◆ **ASSIGNMENT**:
Every line with the word "FieldError" in it should be extracted from the data that follows.

· · ·

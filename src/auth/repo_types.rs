use serde::{Deserialize, Serialize};
use sqlx::FromRow;
use time::OffsetDateTime;
use uuid::Uuid;

/// User record in the database.
#[derive(Debug, Clone, Serialize, Deserialize, FromRow)]
pub struct User {
    pub id: Uuid,                   // unique user ID
    pub name: String,               // display name
    pub email: String,              // normalized email, unique
    #[serde(skip_serializing)]
    pub password_hash: String,      // Argon2 hash, not exposed in JSON
    pub avatar: String,             // gravatar URL
    pub created_at: OffsetDateTime, // creation timestamp
}

/// Fields needed to insert a user; id and timestamp come from the store.
#[derive(Debug, Clone)]
pub struct NewUser {
    pub name: String,
    pub email: String,
    pub password_hash: String,
    pub avatar: String,
}
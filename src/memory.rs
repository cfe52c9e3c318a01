//! Process-local store used when no database is configured, and by tests.

use std::collections::HashMap;

use async_trait::async_trait;
use time::OffsetDateTime;
use tokio::sync::RwLock;
use uuid::Uuid;

use crate::{
    auth::{
        repo::UserStore,
        repo_types::{NewUser, User},
    },
    posts::{
        model::{Comment, Like, Post, PostError},
        repo::PostStore,
    },
};

#[derive(Default)]
pub struct MemoryStore {
    users: RwLock<HashMap<Uuid, User>>,
    // newest first
    posts: RwLock<Vec<Post>>,
}

impl MemoryStore {
    pub fn new() -> Self {
        Self::default()
    }

    /// Runs `f` against one post while holding the write lock.
    async fn with_post<T>(
        &self,
        id: Uuid,
        missing: PostError,
        f: impl FnOnce(&mut Post) -> Result<T, PostError> + Send,
    ) -> Result<T, PostError> {
        let mut posts = self.posts.write().await;
        let post = posts.iter_mut().find(|p| p.id == id).ok_or(missing)?;
        f(post)
    }
}

#[async_trait]
impl UserStore for MemoryStore {
    async fn find_by_email(&self, email: &str) -> anyhow::Result<Option<User>> {
        let users = self.users.read().await;
        Ok(users.values().find(|u| u.email == email).cloned())
    }

    async fn find_by_id(&self, id: Uuid) -> anyhow::Result<Option<User>> {
        Ok(self.users.read().await.get(&id).cloned())
    }

    async fn create(&self, new: NewUser) -> anyhow::Result<Option<User>> {
        let mut users = self.users.write().await;
        if users.values().any(|u| u.email == new.email) {
            return Ok(None);
        }
        let user = User {
            id: Uuid::new_v4(),
            name: new.name,
            email: new.email,
            password_hash: new.password_hash,
            avatar: new.avatar,
            created_at: OffsetDateTime::now_utc(),
        };
        users.insert(user.id, user.clone());
        Ok(Some(user))
    }
}

#[async_trait]
impl PostStore for MemoryStore {
    async fn insert(&self, post: Post) -> anyhow::Result<Post> {
        self.posts.write().await.insert(0, post.clone());
        Ok(post)
    }

    async fn list(&self) -> anyhow::Result<Vec<Post>> {
        let mut posts = self.posts.read().await.clone();
        posts.sort_by(|a, b| b.date.cmp(&a.date));
        Ok(posts)
    }

    async fn find(&self, id: Uuid) -> anyhow::Result<Option<Post>> {
        let posts = self.posts.read().await;
        Ok(posts.iter().find(|p| p.id == id).cloned())
    }

    async fn delete(&self, id: Uuid, requester: Uuid) -> Result<(), PostError> {
        let mut posts = self.posts.write().await;
        let idx = posts
            .iter()
            .position(|p| p.id == id)
            .ok_or(PostError::PostNotFound)?;
        if posts[idx].user != requester {
            return Err(PostError::NotAuthorized);
        }
        posts.remove(idx);
        Ok(())
    }

    async fn toggle_like(&self, post_id: Uuid, user: Uuid) -> Result<Vec<Like>, PostError> {
        self.with_post(post_id, PostError::PostNotFound, |post| {
            post.toggle_like(user);
            Ok(post.likes.clone())
        })
        .await
    }

    async fn unlike(&self, post_id: Uuid, user: Uuid) -> Result<Vec<Like>, PostError> {
        self.with_post(post_id, PostError::PostNotFound, |post| {
            post.unlike(user)?;
            Ok(post.likes.clone())
        })
        .await
    }

    async fn add_comment(&self, post_id: Uuid, comment: Comment) -> Result<Vec<Comment>, PostError> {
        self.with_post(post_id, PostError::PostNotFound, |post| {
            post.add_comment(comment);
            Ok(post.comments.clone())
        })
        .await
    }

    async fn delete_comment(
        &self,
        post_id: Uuid,
        comment_id: Uuid,
        requester: Uuid,
    ) -> Result<Vec<Comment>, PostError> {
        self.with_post(post_id, PostError::CommentNotFound, |post| {
            post.remove_comment(comment_id, requester)?;
            Ok(post.comments.clone())
        })
        .await
    }

    async fn toggle_comment_like(
        &self,
        post_id: Uuid,
        comment_id: Uuid,
        user: Uuid,
    ) -> Result<Vec<Comment>, PostError> {
        self.with_post(post_id, PostError::CommentNotFound, |post| {
            post.toggle_comment_like(comment_id, user)?;
            Ok(post.comments.clone())
        })
        .await
    }
}
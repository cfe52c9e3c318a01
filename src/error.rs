use axum::{
    async_trait,
    extract::{rejection::JsonRejection, FromRequest, Request},
    http::StatusCode,
    response::{IntoResponse, Response},
    Json,
};
use serde::Serialize;
use serde_json::json;
use thiserror::Error;

/// One failed input check, shaped like `{"param": "email", "msg": "..."}`.
#[derive(Debug, Clone, PartialEq, Eq, Serialize)]
pub struct FieldError {
    #[serde(skip_serializing_if = "Option::is_none")]
    pub param: Option<String>,
    pub msg: String,
}

impl FieldError {
    pub fn new(param: &str, msg: &str) -> Self {
        Self {
            param: Some(param.to_string()),
            msg: msg.to_string(),
        }
    }
}

#[derive(Debug, Error)]
pub enum AppError {
    #[error("validation failed")]
    Validation(Vec<FieldError>),

    #[error("{0}")]
    Conflict(String),

    #[error("{0}")]
    Auth(String),

    #[error("{0}")]
    Authorization(String),

    #[error("{0}")]
    NotFound(String),

    #[error("{0}")]
    State(String),

    #[error("server error: {0}")]
    Server(#[from] anyhow::Error),
}

impl AppError {
    pub fn status_code(&self) -> StatusCode {
        match self {
            AppError::Validation(_) | AppError::Conflict(_) | AppError::State(_) => {
                StatusCode::BAD_REQUEST
            }
            AppError::Auth(_) | AppError::Authorization(_) => StatusCode::UNAUTHORIZED,
            AppError::NotFound(_) => StatusCode::NOT_FOUND,
            AppError::Server(_) => StatusCode::INTERNAL_SERVER_ERROR,
        }
    }
}

impl IntoResponse for AppError {
    fn into_response(self) -> Response {
        let status = self.status_code();
        let body = match self {
            AppError::Validation(errors) => json!({ "errors": errors }),
            AppError::Conflict(msg) => json!({ "errors": [{ "msg": msg }] }),
            AppError::Auth(msg)
            | AppError::Authorization(msg)
            | AppError::NotFound(msg)
            | AppError::State(msg) => json!({ "msg": msg }),
            AppError::Server(e) => {
                tracing::error!(error = ?e, "request failed");
                json!({ "msg": "Server error" })
            }
        };
        (status, Json(body)).into_response()
    }
}

pub type AppResult<T> = Result<T, AppError>;

pub const INVALID_BODY: &str = "Invalid request body";

/// Serde's message stays in the log; the client only learns the body was unusable.
impl From<JsonRejection> for AppError {
    fn from(rejection: JsonRejection) -> Self {
        tracing::debug!(
            status = %rejection.status(),
            error = %rejection.body_text(),
            "rejected request body"
        );
        AppError::Validation(vec![FieldError {
            param: None,
            msg: INVALID_BODY.to_string(),
        }])
    }
}

/// `Json` whose rejections go through [`AppError`].
#[derive(Debug, Clone, Copy, Default)]
pub struct AppJson<T>(pub T);

#[async_trait]
impl<S, T> FromRequest<S> for AppJson<T>
where
    Json<T>: FromRequest<S, Rejection = JsonRejection>,
    S: Send + Sync,
{
    type Rejection = AppError;

    async fn from_request(req: Request, state: &S) -> Result<Self, Self::Rejection> {
        let Json(value) = Json::<T>::from_request(req, state).await?;
        Ok(AppJson(value))
    }
}
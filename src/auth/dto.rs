use serde::{Deserialize, Serialize};
use time::OffsetDateTime;
use uuid::Uuid;

use crate::auth::repo_types::User;

/// Request body for user registration.
#[derive(Debug, Deserialize)]
pub struct RegisterRequest {
    #[serde(default)]
    pub name: String,
    #[serde(default)]
    pub email: String,
    #[serde(default)]
    pub password: String,
}

/// Request body for login.
#[derive(Debug, Deserialize)]
pub struct LoginRequest {
    #[serde(default)]
    pub email: String,
    #[serde(default)]
    pub password: String,
}

/// Returned after register or login.
#[derive(Debug, Serialize)]
pub struct TokenResponse {
    pub token: String,
}

/// Public part of the user returned to the client.
#[derive(Debug, Serialize)]
pub struct PublicUser {
    pub id: Uuid,
    pub name: String,
    pub email: String,
    pub avatar: String,
    #[serde(with = "time::serde::rfc3339")]
    pub created_at: OffsetDateTime,
}

impl From<User> for PublicUser {
    fn from(u: User) -> Self {
        Self {
            id: u.id,
            name: u.name,
            email: u.email,
            avatar: u.avatar,
            created_at: u.created_at,
        }
    }
}
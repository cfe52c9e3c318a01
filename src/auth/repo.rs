use anyhow::Context;
use async_trait::async_trait;
use sqlx::PgPool;
use uuid::Uuid;

use crate::auth::repo_types::{NewUser, User};

/// Persistence for user credentials.
#[async_trait]
pub trait UserStore: Send + Sync {
    async fn find_by_email(&self, email: &str) -> anyhow::Result<Option<User>>;
    async fn find_by_id(&self, id: Uuid) -> anyhow::Result<Option<User>>;
    /// Inserts the user, or returns `None` when the email is already registered.
    async fn create(&self, new: NewUser) -> anyhow::Result<Option<User>>;
}

#[derive(Clone)]
pub struct PgUserStore {
    db: PgPool,
}

impl PgUserStore {
    pub fn new(db: PgPool) -> Self {
        Self { db }
    }
}

#[async_trait]
impl UserStore for PgUserStore {
    async fn find_by_email(&self, email: &str) -> anyhow::Result<Option<User>> {
        let user = sqlx::query_as::<_, User>(
            r#"
            SELECT id, name, email, password_hash, avatar, created_at
            FROM users
            WHERE email = $1
            "#,
        )
        .bind(email)
        .fetch_optional(&self.db)
        .await
        .context("find user by email")?;
        Ok(user)
    }

    async fn find_by_id(&self, id: Uuid) -> anyhow::Result<Option<User>> {
        let user = sqlx::query_as::<_, User>(
            r#"
            SELECT id, name, email, password_hash, avatar, created_at
            FROM users
            WHERE id = $1
            "#,
        )
        .bind(id)
        .fetch_optional(&self.db)
        .await
        .context("find user by id")?;
        Ok(user)
    }

    async fn create(&self, new: NewUser) -> anyhow::Result<Option<User>> {
        // the unique index on email settles concurrent registrations
        let user = sqlx::query_as::<_, User>(
            r#"
            INSERT INTO users (name, email, password_hash, avatar)
            VALUES ($1, $2, $3, $4)
            ON CONFLICT (email) DO NOTHING
            RETURNING id, name, email, password_hash, avatar, created_at
            "#,
        )
        .bind(&new.name)
        .bind(&new.email)
        .bind(&new.password_hash)
        .bind(&new.avatar)
        .fetch_optional(&self.db)
        .await
        .context("insert user")?;
        Ok(user)
    }
}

· · ·

◆ **REPLY TO THE TASK**:
pub struct FieldError {
impl FieldError {
    Validation(Vec<FieldError>),
        AppError::Validation(vec![FieldError {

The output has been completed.